WHAT TO DO
Type each record below again, with the same words.
┌────────
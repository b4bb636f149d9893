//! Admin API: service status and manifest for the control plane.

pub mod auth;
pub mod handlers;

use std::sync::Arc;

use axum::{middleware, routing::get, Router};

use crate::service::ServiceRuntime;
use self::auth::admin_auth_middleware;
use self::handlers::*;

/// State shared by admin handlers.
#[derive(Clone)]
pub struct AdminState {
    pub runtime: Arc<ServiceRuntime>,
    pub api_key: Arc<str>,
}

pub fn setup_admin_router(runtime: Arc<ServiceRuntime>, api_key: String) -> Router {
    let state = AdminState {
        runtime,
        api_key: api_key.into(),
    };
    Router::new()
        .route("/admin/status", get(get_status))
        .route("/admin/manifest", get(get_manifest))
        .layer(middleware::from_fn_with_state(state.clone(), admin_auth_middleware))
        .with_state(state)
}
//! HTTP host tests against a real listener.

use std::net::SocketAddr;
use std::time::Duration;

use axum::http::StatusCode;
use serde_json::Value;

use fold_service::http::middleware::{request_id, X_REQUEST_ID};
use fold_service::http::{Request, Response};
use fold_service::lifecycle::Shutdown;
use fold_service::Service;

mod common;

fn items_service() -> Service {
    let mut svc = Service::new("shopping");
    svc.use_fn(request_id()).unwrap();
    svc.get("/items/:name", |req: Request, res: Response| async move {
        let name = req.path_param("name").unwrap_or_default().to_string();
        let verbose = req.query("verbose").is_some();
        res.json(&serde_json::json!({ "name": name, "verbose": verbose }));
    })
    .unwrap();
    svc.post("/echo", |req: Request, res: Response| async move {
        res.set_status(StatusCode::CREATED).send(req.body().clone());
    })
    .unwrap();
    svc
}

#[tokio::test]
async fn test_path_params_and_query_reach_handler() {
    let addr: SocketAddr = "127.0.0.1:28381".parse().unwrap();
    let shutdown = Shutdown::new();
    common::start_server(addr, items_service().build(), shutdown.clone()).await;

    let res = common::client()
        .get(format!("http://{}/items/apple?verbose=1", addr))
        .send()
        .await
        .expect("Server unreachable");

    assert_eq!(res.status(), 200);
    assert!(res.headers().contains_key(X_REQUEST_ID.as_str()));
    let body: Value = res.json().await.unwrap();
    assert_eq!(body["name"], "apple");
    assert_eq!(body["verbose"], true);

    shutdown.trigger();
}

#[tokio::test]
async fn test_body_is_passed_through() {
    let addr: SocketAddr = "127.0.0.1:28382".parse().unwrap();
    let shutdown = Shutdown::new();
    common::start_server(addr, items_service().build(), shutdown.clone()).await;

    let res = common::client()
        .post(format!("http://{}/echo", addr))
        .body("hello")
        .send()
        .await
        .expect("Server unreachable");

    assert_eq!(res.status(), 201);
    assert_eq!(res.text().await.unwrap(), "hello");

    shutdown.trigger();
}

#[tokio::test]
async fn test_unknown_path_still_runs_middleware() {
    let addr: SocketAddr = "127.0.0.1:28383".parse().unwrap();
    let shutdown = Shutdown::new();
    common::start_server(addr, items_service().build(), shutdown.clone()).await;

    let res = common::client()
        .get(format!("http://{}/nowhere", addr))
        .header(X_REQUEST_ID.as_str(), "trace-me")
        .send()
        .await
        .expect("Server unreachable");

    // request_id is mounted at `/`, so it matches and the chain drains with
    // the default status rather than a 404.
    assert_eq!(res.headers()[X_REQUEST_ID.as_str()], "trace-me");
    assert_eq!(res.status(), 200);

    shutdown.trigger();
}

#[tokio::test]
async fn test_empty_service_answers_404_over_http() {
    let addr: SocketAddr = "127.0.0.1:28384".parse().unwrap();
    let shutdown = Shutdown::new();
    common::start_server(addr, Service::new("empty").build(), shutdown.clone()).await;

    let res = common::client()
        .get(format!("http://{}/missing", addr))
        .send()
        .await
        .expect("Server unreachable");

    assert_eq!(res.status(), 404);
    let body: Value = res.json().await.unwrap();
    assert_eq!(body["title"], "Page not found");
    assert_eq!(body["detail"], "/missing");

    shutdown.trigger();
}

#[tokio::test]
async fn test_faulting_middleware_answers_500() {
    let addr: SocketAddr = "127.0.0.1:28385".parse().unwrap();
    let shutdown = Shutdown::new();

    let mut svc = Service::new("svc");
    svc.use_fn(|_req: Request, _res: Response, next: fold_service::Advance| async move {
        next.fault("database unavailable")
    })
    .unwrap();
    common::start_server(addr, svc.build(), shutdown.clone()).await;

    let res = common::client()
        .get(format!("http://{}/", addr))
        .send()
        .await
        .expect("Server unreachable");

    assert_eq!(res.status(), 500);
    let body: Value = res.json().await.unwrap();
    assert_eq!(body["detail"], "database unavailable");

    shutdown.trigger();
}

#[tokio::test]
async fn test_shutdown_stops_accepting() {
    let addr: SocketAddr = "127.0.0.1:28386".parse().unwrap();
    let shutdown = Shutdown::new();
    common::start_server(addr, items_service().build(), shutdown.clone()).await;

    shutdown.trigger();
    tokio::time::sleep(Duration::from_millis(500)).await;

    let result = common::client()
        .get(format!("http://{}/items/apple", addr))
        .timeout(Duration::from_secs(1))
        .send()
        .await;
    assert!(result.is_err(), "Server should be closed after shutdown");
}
└────────
COMPLETED EXERCISE
repository b4bb636f149d9893
//! Admin API: service status and manifest for the control plane.

pub mod auth;
pub mod handlers;

use std::sync::Arc;

use axum::{middleware, routing::get, Router};

use crate::service::ServiceRuntime;
use self::auth::admin_auth_middleware;
use self::handlers::*;

/// State shared by admin handlers.
#[derive(Clone)]
pub struct AdminState {
    pub runtime: Arc<ServiceRuntime>,
    pub api_key: Arc<str>,
}

pub fn setup_admin_router(runtime: Arc<ServiceRuntime>, api_key: String) -> Router {
    let state = AdminState {
        runtime,
        api_key: api_key.into(),
    };
    Router::new()
        .route("/admin/status", get(get_status))
        .route("/admin/manifest", get(get_manifest))
        .layer(middleware::from_fn_with_state(state.clone(), admin_auth_middleware))
        .with_state(state)
}
//! HTTP host tests against a real listener.

use std::net::SocketAddr;
use std::time::Duration;

use axum::http::StatusCode;
use serde_json::Value;

use fold_service::http::middleware::{request_id, X_REQUEST_ID};
use fold_service::http::{Request, Response};
use fold_service::lifecycle::Shutdown;
use fold_service::Service;

mod common;

fn items_service() -> Service {
    let mut svc = Service::new("shopping");
    svc.use_fn(request_id()).unwrap();
    svc.get("/items/:name", |req: Request, res: Response| async move {
        let name = req.path_param("name").unwrap_or_default().to_string();
        let verbose = req.query("verbose").is_some();
        res.json(&serde_json::json!({ "name": name, "verbose": verbose }));
    })
    .unwrap();
    svc.post("/echo", |req: Request, res: Response| async move {
        res.set_status(StatusCode::CREATED).send(req.body().clone());
    })
    .unwrap();
    svc
}

#[tokio::test]
async fn test_path_params_and_query_reach_handler() {
    let addr: SocketAddr = "127.0.0.1:28381".parse().unwrap();
    let shutdown = Shutdown::new();
    common::start_server(addr, items_service().build(), shutdown.clone()).await;

    let res = common::client()
        .get(format!("http://{}/items/apple?verbose=1", addr))
        .send()
        .await
        .expect("Server unreachable");

    assert_eq!(res.status(), 200);
    assert!(res.headers().contains_key(X_REQUEST_ID.as_str()));
    let body: Value = res.json().await.unwrap();
    assert_eq!(body["name"], "apple");
    assert_eq!(body["verbose"], true);

    shutdown.trigger();
}

#[tokio::test]
async fn test_body_is_passed_through() {
    let addr: SocketAddr = "127.0.0.1:28382".parse().unwrap();
    let shutdown = Shutdown::new();
    common::start_server(addr, items_service().build(), shutdown.clone()).await;

    let res = common::client()
        .post(format!("http://{}/echo", addr))
        .body("hello")
        .send()
        .await
        .expect("Server unreachable");

    assert_eq!(res.status(), 201);
    assert_eq!(res.text().await.unwrap(), "hello");

    shutdown.trigger();
}

#[tokio::test]
async fn test_unknown_path_still_runs_middleware() {
    let addr: SocketAddr = "127.0.0.1:28383".parse().unwrap();
    let shutdown = Shutdown::new();
    common::start_server(addr, items_service().build(), shutdown.clone()).await;

    let res = common::client()
        .get(format!("http://{}/nowhere", addr))
        .header(X_REQUEST_ID.as_str(), "trace-me")
        .send()
        .await
        .expect("Server unreachable");

    // request_id is mounted at `/`, so it matches and the chain drains with
    // the default status rather than a 404.
    assert_eq!(res.headers()[X_REQUEST_ID.as_str()], "trace-me");
    assert_eq!(res.status(), 200);

    shutdown.trigger();
}

#[tokio::test]
async fn test_empty_service_answers_404_over_http() {
    let addr: SocketAddr = "127.0.0.1:28384".parse().unwrap();
    let shutdown = Shutdown::new();
    common::start_server(addr, Service::new("empty").build(), shutdown.clone()).await;

    let res = common::client()
        .get(format!("http://{}/missing", addr))
        .send()
        .await
        .expect("Server unreachable");

    assert_eq!(res.status(), 404);
    let body: Value = res.json().await.unwrap();
    assert_eq!(body["title"], "Page not found");
    assert_eq!(body["detail"], "/missing");

    shutdown.trigger();
}

#[tokio::test]
async fn test_faulting_middleware_answers_500() {
    let addr: SocketAddr = "127.0.0.1:28385".parse().unwrap();
    let shutdown = Shutdown::new();

    let mut svc = Service::new("svc");
    svc.use_fn(|_req: Request, _res: Response, next: fold_service::Advance| async move {
        next.fault("database unavailable")
    })
    .unwrap();
    common::start_server(addr, svc.build(), shutdown.clone()).await;

    let res = common::client()
        .get(format!("http://{}/", addr))
        .send()
        .await
        .expect("Server unreachable");

    assert_eq!(res.status(), 500);
    let body: Value = res.json().await.unwrap();
    assert_eq!(body["detail"], "database unavailable");

    shutdown.trigger();
}

#[tokio::test]
async fn test_shutdown_stops_accepting() {
    let addr: SocketAddr = "127.0.0.1:28386".parse().unwrap();
    let shutdown = Shutdown::new();
    common::start_server(addr, items_service().build(), shutdown.clone()).await;

    shutdown.trigger();
    tokio::time::sleep(Duration::from_millis(500)).await;

    let result = common::client()
        .get(format!("http://{}/items/apple", addr))
        .timeout(Duration::from_secs(1))
        .send()
        .await;
    assert!(result.is_err(), "Server should be closed after shutdown");
}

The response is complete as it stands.